As a result of these factors, the Company expects to report substantially lower
operating margins at its residences in fiscal year 1999 as compared to those
reported in fiscal year 1998.

The Year Ended December 31, 1998
- --------------------------------

     The Company incurred a net loss (after the cumulative effect of change in
accounting principle and other charges) of $20.7 million, or $1.27 per basic and
diluted share, on revenue of $89.4 million for the year ended December 31, 1998
as compared to a net loss of $2.5 million, or $0.21 per basic and diluted share,
on revenue of $49.6 million for the year ended December 31, 1997.

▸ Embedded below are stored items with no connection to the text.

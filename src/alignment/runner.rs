use crate::alignment::hit::{parse_hits, AlignmentHit};
use crate::config::Config;
use crate::error::ReorderError;
use anyhow::{Context, Result};
use log::debug;
use std::ffi::OsString;
use std::fs::{self, File, OpenOptions};
use std::path::{Path, PathBuf};
use std::process::{Command, Stdio};

/// Append-only results file for one batch run.
///
/// Every alignment writes into the same file and nothing truncates it, so a
/// path reused across runs still holds the hits of earlier runs. Callers
/// that need "hits since X" take a byte offset with [`HitSink::end_offset`] and read
/// from it later with [`HitSink::read_hits`].
#[derive(Debug)]
pub struct HitSink {
    path: PathBuf,
}

impl HitSink {
    pub fn new(path: impl Into<PathBuf>) -> Self {
        Self { path: path.into() }
    }

    pub fn path(&self) -> &Path {
        &self.path
    }

    pub fn open_append(&self) -> Result<File> {
        OpenOptions::new()
            .create(true)
            .append(true)
            .open(&self.path)
            .with_context(|| format!("Failed to open results file {}", self.path.display()))
    }

    /// Byte offset of the end of the file; 0 when nothing has been written yet.
    pub fn end_offset(&self) -> Result<u64> {
        match fs::metadata(&self.path) {
            Ok(metadata) => Ok(metadata.len()),
            Err(e) if e.kind() == std::io::ErrorKind::NotFound => Ok(0),
            Err(e) => Err(e)
                .with_context(|| format!("Failed to stat results file {}", self.path.display())),
        }
    }

    /// Parses the hits stored between byte offsets `from` and `to`.
    pub fn read_hits(&self, from: u64, to: u64) -> Result<Vec<AlignmentHit>> {
        if to <= from {
            return Ok(Vec::new());
        }
        let bytes = fs::read(&self.path)
            .with_context(|| format!("Failed to read results file {}", self.path.display()))?;
        let end = (to as usize).min(bytes.len());
        let start = (from as usize).min(end);

        let first_line = bytes[..start].iter().filter(|&&b| b == b'\n').count() + 1;
        let chunk = String::from_utf8_lossy(&bytes[start..end]);
        parse_hits(&chunk, first_line)
            .with_context(|| format!("Failed to parse results file {}", self.path.display()))
    }
}

/// Pairwise aligner seam. Implementations append zero or more tabular hit
/// lines for `query` against `subject` to `sink`.
pub trait Aligner {
    fn align(&mut self, query: &Path, subject: &Path, sink: &HitSink) -> Result<()>;
}

/// Runs NCBI blastn as a child process. Arguments are passed as a list, never
/// through a shell, so paths with spaces or metacharacters are safe.
#[derive(Debug, Clone)]
pub struct BlastnAligner {
    program: String,
    max_target_seqs: u32,
    max_hsps: u32,
    extra_args: Vec<String>,
}

impl BlastnAligner {
    pub fn new(program: impl Into<String>) -> Self {
        Self::from_config(&Config {
            blastn_path: program.into(),
            ..Config::default()
        })
    }

    pub fn from_config(config: &Config) -> Self {
        Self {
            program: config.blastn_path.clone(),
            max_target_seqs: config.max_target_seqs,
            max_hsps: config.max_hsps,
            extra_args: config.extra_blastn_args.clone(),
        }
    }

    pub fn args(&self, query: &Path, subject: &Path) -> Vec<OsString> {
        let mut args: Vec<OsString> = vec![
            "-query".into(),
            query.as_os_str().to_owned(),
            "-subject".into(),
            subject.as_os_str().to_owned(),
            "-max_target_seqs".into(),
            self.max_target_seqs.to_string().into(),
            "-max_hsps".into(),
            self.max_hsps.to_string().into(),
            "-outfmt".into(),
            "6".into(),
        ];
        args.extend(self.extra_args.iter().map(OsString::from));
        args
    }
}

impl Aligner for BlastnAligner {
    fn align(&mut self, query: &Path, subject: &Path, sink: &HitSink) -> Result<()> {
        let out = sink.open_append()?;
        debug!(
            "{} -query {} -subject {} >> {}",
            self.program,
            query.display(),
            subject.display(),
            sink.path().display()
        );

        let output = Command::new(&self.program)
            .args(self.args(query, subject))
            .stdin(Stdio::null())
            .stdout(Stdio::from(out))
            .stderr(Stdio::piped())
            .output()
            .with_context(|| {
                format!(
                    "Failed to run {}. Please install BLAST+ (https://blast.ncbi.nlm.nih.gov/) and ensure it's in your PATH",
                    self.program
                )
            })?;

        if !output.status.success() {
            return Err(ReorderError::AlignerFailed {
                program: self.program.clone(),
                code: output.status.code(),
                stderr: String::from_utf8_lossy(&output.stderr).into_owned(),
            }
            .into());
        }
        Ok(())
    }
}
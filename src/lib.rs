pub mod alignment;
pub mod cli;
pub mod commands;
pub mod config;
pub mod error;
pub mod genome;
pub mod types;
pub mod utils;

pub use commands::reorder::{reorder_genomes, ReorderOptions, RunSummary};
pub use error::ReorderError;
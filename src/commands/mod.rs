pub mod reorder;
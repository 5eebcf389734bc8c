use crate::genome::fasta::{read_first_record, write_single_record};
use anyhow::Result;
use bio::alphabets::dna;
use bio::io::fasta;
use std::path::Path;

/// Appended to the record id of a reverse-complemented genome.
pub const REVERSED_SUFFIX: &str = "_reversed";

/// A<->T, C<->G, N<->N (IUPAC codes and case are preserved), read backwards.
pub fn reverse_complement(seq: &[u8]) -> Vec<u8> {
    dna::revcomp(seq)
}

/// Writes the reverse complement of the first record in `input` to `output`
/// under the id `<id>_reversed`, and returns the record written.
pub fn write_reversed(input: &Path, output: &Path) -> Result<fasta::Record> {
    let record = read_first_record(input)?;
    let id = format!("{}{}", record.id(), REVERSED_SUFFIX);
    let seq = reverse_complement(record.seq());

    write_single_record(output, &id, &seq)?;
    Ok(fasta::Record::with_attrs(&id, None, &seq))
}
use std::fmt;

/// Strand decision taken from a hit's subject coordinates.
#[derive(Debug, Clone, Copy, PartialEq, Eq)]
pub enum Orientation {
    /// start > end: the subject aligned on the reverse strand.
    Reverse,
    /// start < end: same strand, rotate so `start` becomes position 1.
    Forward,
    /// start == end: nothing sensible to do with it.
    Degenerate,
}

impl Orientation {
    pub fn from_coordinates(start: usize, end: usize) -> Self {
        match start.cmp(&end) {
            std::cmp::Ordering::Greater => Orientation::Reverse,
            std::cmp::Ordering::Less => Orientation::Forward,
            std::cmp::Ordering::Equal => Orientation::Degenerate,
        }
    }
}

impl fmt::Display for Orientation {
    fn fmt(&self, f: &mut fmt::Formatter<'_>) -> fmt::Result {
        let s = match self {
            Orientation::Reverse => "reverse",
            Orientation::Forward => "forward",
            Orientation::Degenerate => "degenerate",
        };
        write!(f, "{}", s)
    }
}
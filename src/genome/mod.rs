pub mod fasta;
pub mod reverse;
pub mod rotate;

pub use reverse::{reverse_complement, write_reversed, REVERSED_SUFFIX};
pub use rotate::{rotate, write_rotated};
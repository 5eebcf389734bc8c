use anyhow::{bail, Context, Result};
use std::process::{Command, Stdio};

/// Fails early when `program` cannot be run as blastn.
pub fn check_blastn(program: &str) -> Result<()> {
    let output = Command::new(program)
        .arg("-version")
        .stdin(Stdio::null())
        .output()
        .with_context(|| {
            format!(
                "{} not found. Please install BLAST+ (https://blast.ncbi.nlm.nih.gov/) and ensure it's in your PATH",
                program
            )
        })?;

    if !output.status.success() {
        bail!("{} -version failed with {}", program, output.status);
    }
    Ok(())
}

#[cfg(test)]
mod tests {
    use super::*;

    #[test]
    fn missing_binary_is_reported() {
        let err = check_blastn("definitely-not-a-blastn-binary").unwrap_err();
        assert!(err.to_string().contains("not found"));
    }
}
use clap::error::ErrorKind;
use clap::Parser;
use env_logger::Env;
use genome_reorder::{cli, commands};

fn main() {
    let args = match cli::Args::try_parse() {
        Ok(args) => args,
        Err(e) => match e.kind() {
            ErrorKind::DisplayHelp | ErrorKind::DisplayVersion => e.exit(),
            _ => {
                let _ = e.print();
                std::process::exit(1);
            }
        },
    };

    let default_level = if args.verbose { "debug" } else { "info" };
    env_logger::Builder::from_env(Env::default().default_filter_or(default_level)).init();

    let result = commands::reorder::run(
        args.input_files,
        args.reference,
        args.blast_output,
        args.single_pass,
        args.blastn,
    );

    if let Err(e) = result {
        eprintln!("Error: {:#}", e);
        std::process::exit(1);
    }
}
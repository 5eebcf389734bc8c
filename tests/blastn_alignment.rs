use genome_reorder::alignment::{Aligner, BlastnAligner, HitSink};
use genome_reorder::types::Orientation;
use std::fs;
use tempfile::tempdir;

// Needs BLAST+ on PATH.
// Run with:
//   cargo test --test blastn_alignment -- --ignored --nocapture

const REFERENCE: &str = "GATCACAGGTCTATCACCCTATTAACCACTCACGGGAGCTCTCCATGCATTTGGTATTTTCGTCTGGGGGGTATGCACGCGATAGCATTGCGAGACGCTGGAGCCGGAGCACCCTATGTCGCAGTATCTGTCTTTGATTCCTGCCTCATCCTATTATTTATCGCACCTACGTTCAATATTACAGGCGAACATACTTACTAAAGTGTGTTAATTAATTAATGCTTGTAGGACATAATAATAACAATTGAATGTCTGCACAGCCACTTTCCACACAGACATCATAACAAAAAATTTCCACCAAACCCCCCCTCCCCCGCTTCTGGCCACAGCACTTAAACACATCTCTGCCAAACCCCAAAAACAAAGAACCCTAACACCAGCCTAACCAGATTTCAAATTTTATCTTTTGGCGGTATGCACTTTTAACAGTCACCCCCCAACTAACACATTATTTTCCCCTCCCACTCCCATACTACTAATCTCATCAATACAACCCCCGCCCATCCTACCCAGCACACACACACCGCTGCTAACCCCATACCCCGAACCAACCAAACCCCAAAGACACCCCCCACAGTTTATGTAGCTTACC";

#[test]
#[ignore]
fn blastn_reports_rotation_offset() {
    let dir = tempdir().unwrap();
    let reference = dir.path().join("reference.fasta");
    let genome = dir.path().join("rotated genome.fasta");
    let results = dir.path().join("hits.tsv");

    // Same circle, starting 200 bases in.
    let rotated = format!("{}{}", &REFERENCE[199..], &REFERENCE[..199]);
    fs::write(&reference, format!(">ref\n{}\n", REFERENCE)).unwrap();
    fs::write(&genome, format!(">rotated\n{}\n", rotated)).unwrap();

    let sink = HitSink::new(&results);
    let mut aligner = BlastnAligner::new("blastn");
    aligner.align(&reference, &genome, &sink).expect("blastn run");

    let hits = sink.read_hits(0, sink.end_offset().unwrap()).unwrap();
    assert_eq!(hits.len(), 1);
    assert_eq!(hits[0].subject_id, "rotated");
    assert_eq!(hits[0].orientation(), Orientation::Forward);
}
impl std::fmt::Debug for StoreEntry {
    fn fmt(&self, f: &mut std::fmt::Formatter<'_>) -> std::fmt::Result {
        f.debug_struct("StoreEntry")
            .field("name", &self.name)
            .field("classification", &self.classification)
            .field("value", &"[REDACTED]")
            .finish()
    }
}

// ─── Store ───────────────────────────────────────────────────────────────────

pub struct CredentialStore {
    path: PathBuf,
    records: RwLock<BTreeMap<String, CredentialRecord>>,
    locks: DashMap<String, Arc<Mutex<()>>>,
    annotator: Arc<dyn Annotate>,
    state: StateRepository,
    unrecorded: StdMutex<BTreeSet<String>>,
}
// Keyward — Lifecycle state repository
//
// Persists the value-free part of each credential record so cadence and
// status survive restarts.

use std::collections::HashMap;

use chrono::{DateTime, Utc};
use rusqlite::params;

use super::db::SharedDatabase;
use super::models::{CredentialStatus, PersistedState};
use super::StoreError;

#[derive(Clone)]
pub struct StateRepository {
    db: SharedDatabase,
}

fn parse_timestamp(idx: usize, raw: &str) -> rusqlite::Result<DateTime<Utc>> {
    DateTime::parse_from_rfc3339(raw)
        .map(|dt| dt.with_timezone(&Utc))
        .map_err(|e| {
            rusqlite::Error::FromSqlConversionFailure(idx, rusqlite::types::Type::Text, Box::new(e))
        })
}

impl StateRepository {
    pub fn new(db: SharedDatabase) -> Self {
        Self { db }
    }

    fn row_to_state(row: &rusqlite::Row<'_>) -> rusqlite::Result<PersistedState> {
        let name: String = row.get(0)?;
        let first_seen_str: String = row.get(1)?;
        let last_rotated_str: Option<String> = row.get(2)?;
        let status_str: String = row.get(3)?;
        let provider_key_id: Option<String> = row.get(4)?;

        let first_seen_at = parse_timestamp(1, &first_seen_str)?;
        let last_rotated_at = match last_rotated_str {
            Some(s) => Some(parse_timestamp(2, &s)?),
            None => None,
        };

        // An unknown status string means an interrupted write from a newer
        // build; treat the credential as active rather than refuse to load.
        let status = CredentialStatus::parse(&status_str).unwrap_or(CredentialStatus::Active);

        Ok(PersistedState {
            name,
            first_seen_at,
            last_rotated_at,
            status,
            provider_key_id,
        })
    }

    pub fn load_all(&self) -> Result<HashMap<String, PersistedState>, StoreError> {
        self.db.with_conn(|conn| {
            let mut stmt = conn.prepare(
                "SELECT name, first_seen_at, last_rotated_at, status, provider_key_id
                 FROM credential_state",
            )?;
            let rows = stmt.query_map([], Self::row_to_state)?;

            let mut states = HashMap::new();
            for row in rows {
                let state = row?;
                states.insert(state.name.clone(), state);
            }
            Ok(states)
        })
    }

    pub fn get(&self, name: &str) -> Result<Option<PersistedState>, StoreError> {
        self.db.with_conn(|conn| {
            let mut stmt = conn.prepare(
                "SELECT name, first_seen_at, last_rotated_at, status, provider_key_id
                 FROM credential_state WHERE name = ?1",
            )?;
            let mut rows = stmt.query_map(params![name], Self::row_to_state)?;
            rows.next().transpose()
        })
    }

    pub fn upsert(&self, state: &PersistedState) -> Result<(), StoreError> {
        self.db.with_conn(|conn| {
            conn.execute(
                "INSERT INTO credential_state
                    (name, first_seen_at, last_rotated_at, status, provider_key_id)
                 VALUES (?1, ?2, ?3, ?4, ?5)
                 ON CONFLICT(name) DO UPDATE SET
                    last_rotated_at = excluded.last_rotated_at,
                    status = excluded.status,
                    provider_key_id = excluded.provider_key_id",
                params![
                    state.name,
                    state.first_seen_at.to_rfc3339(),
                    state.last_rotated_at.map(|t| t.to_rfc3339()),
                    state.status.as_str(),
                    state.provider_key_id,
                ],
            )
        })?;

        tracing::debug!(credential = %state.name, status = state.status.as_str(), "Credential state persisted");
        Ok(())
    }
}

// ─── Tests ───────────────────────────────────────────────────────────────────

     Operating results for the year ended December 31, 1998 included charges and
other unusual items totaling approximately $15.1 million.  These items were
comprised of expenses relating to the terminated merger, the write-off of
development sites, asset impairment write-offs, the write-off of certain
financing costs, losses recorded on sale and leaseback transactions, and a
charge recorded in connection with the adoption of a change in accounting
principle.  Prior to such items, the Company reported a net loss of $5.6
million, or $0.35 per basic and diluted share for the year ended December 31,
1998.  The Company recorded a $1.3 million loss on sale and leaseback
transactions during the year ended December 31, 1997.  Prior to such loss, the
Company reported a net loss of $1.2 million, or $0.10 per basic and diluted
share for the year ended December 31, 1997.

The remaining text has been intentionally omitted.